Category Archives: Temple

Kurumugil Song & Gujarat Marvels

In recent times, if there was a movie that I really wanted to watch after seeing all the initial trailers, it had to be Sita Ramam. It’s another fact that I didn’t watch until it got released on Amazon Prime!

Seeing the trailers and promos, all the mystery surrounding the whereabouts of Ram apart, there was this one song that had me going back to it again and again, right from the lyric video release. The visuals, the music, the backdrop, the charming Dulquer & Mrunal – it was one of those rare songs that was very captivating, both musically and visually!
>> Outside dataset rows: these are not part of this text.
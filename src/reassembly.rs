use std::collections::BTreeMap;

use bytes::{Bytes, BytesMut};
use tracing::{debug, warn};

use crate::frame::{DataFrame, DataKind};
use crate::sequence::SeqNo;

/// bookkeeping for one logical chunked message
struct SliceSet {
    kind: DataKind,
    sender_id: u8,
    dest_id: u8,
    module_id: Bytes,
    slice_count: u16,
    slices: BTreeMap<u16, Bytes>,
}

/// Per-peer reassembly of chunked messages. Slices are recorded under
///  (sequence, slice index); once all declared slices of a sequence are
///  present, they are concatenated in ascending index order and handed back
///  as a single ordinary data frame.
///
/// Partially collected sequences persist until completion or session end -
///  the retransmission of missing slices is the sender's job, so a partial
///  set either completes or dies with the peer.
#[derive(Default)]
pub struct ChunkAssembler {
    in_progress: BTreeMap<SeqNo, SliceSet>,
}

impl ChunkAssembler {
    pub fn new() -> ChunkAssembler {
        ChunkAssembler::default()
    }

    pub fn in_progress_len(&self) -> usize {
        self.in_progress.len()
    }

    /// Record one slice. Returns the completed message once the last missing
    ///  slice arrives, with `chunk` cleared and the payload reassembled.
    pub fn on_slice(&mut self, frame: DataFrame) -> Option<DataFrame> {
        let chunk = match frame.chunk {
            Some(chunk) => chunk,
            None => {
                debug!("unchunked frame handed to the assembler - passing through");
                return Some(frame);
            }
        };

        let set = self.in_progress.entry(frame.seq)
            .or_insert_with(|| SliceSet {
                kind: frame.kind,
                sender_id: frame.sender_id,
                dest_id: frame.dest_id,
                module_id: frame.module_id.clone(),
                slice_count: chunk.slice_count,
                slices: BTreeMap::default(),
            });

        if set.slice_count != chunk.slice_count {
            warn!("slice {} of sequence {} declares {} slices, first slice declared {} - dropping",
                chunk.slice_index, frame.seq, chunk.slice_count, set.slice_count);
            return None;
        }

        // a re-sent slice replaces its previous copy, the count is unaffected
        set.slices.insert(chunk.slice_index, frame.payload);

        if set.slices.len() < set.slice_count as usize {
            return None;
        }

        let set = self.in_progress.remove(&frame.seq)
            .expect("slice set was present a moment ago");

        let total_len: usize = set.slices.values().map(|s| s.len()).sum();
        let mut payload = BytesMut::with_capacity(total_len);
        for slice in set.slices.values() {
            payload.extend_from_slice(slice);
        }

        Some(DataFrame {
            kind: set.kind,
            seq: frame.seq,
            chunk: None,
            sender_id: set.sender_id,
            dest_id: set.dest_id,
            module_id: set.module_id,
            payload: payload.freeze(),
        })
    }
}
The colourful, animated butterflies flying rhythmically to the soft, opening music full of old-world charm (The role that these butterflies play in this movie, especially till the climax! Sigh!), the simple, poetic lyrics, the veena in the interludes and in the ending of many lines all through the song, the sight and sound of kids singing and dancing in chorus (do we even have such beautiful chorus in songs, nowadays?), the happy faces of Sitamahalakshmi and Ram 🙂 and, besides all these, the locations with some stunning architecture! What a beautiful setting the stepwell with all its mini-gopurams made for all the kids to run around along with the hero and the heroine!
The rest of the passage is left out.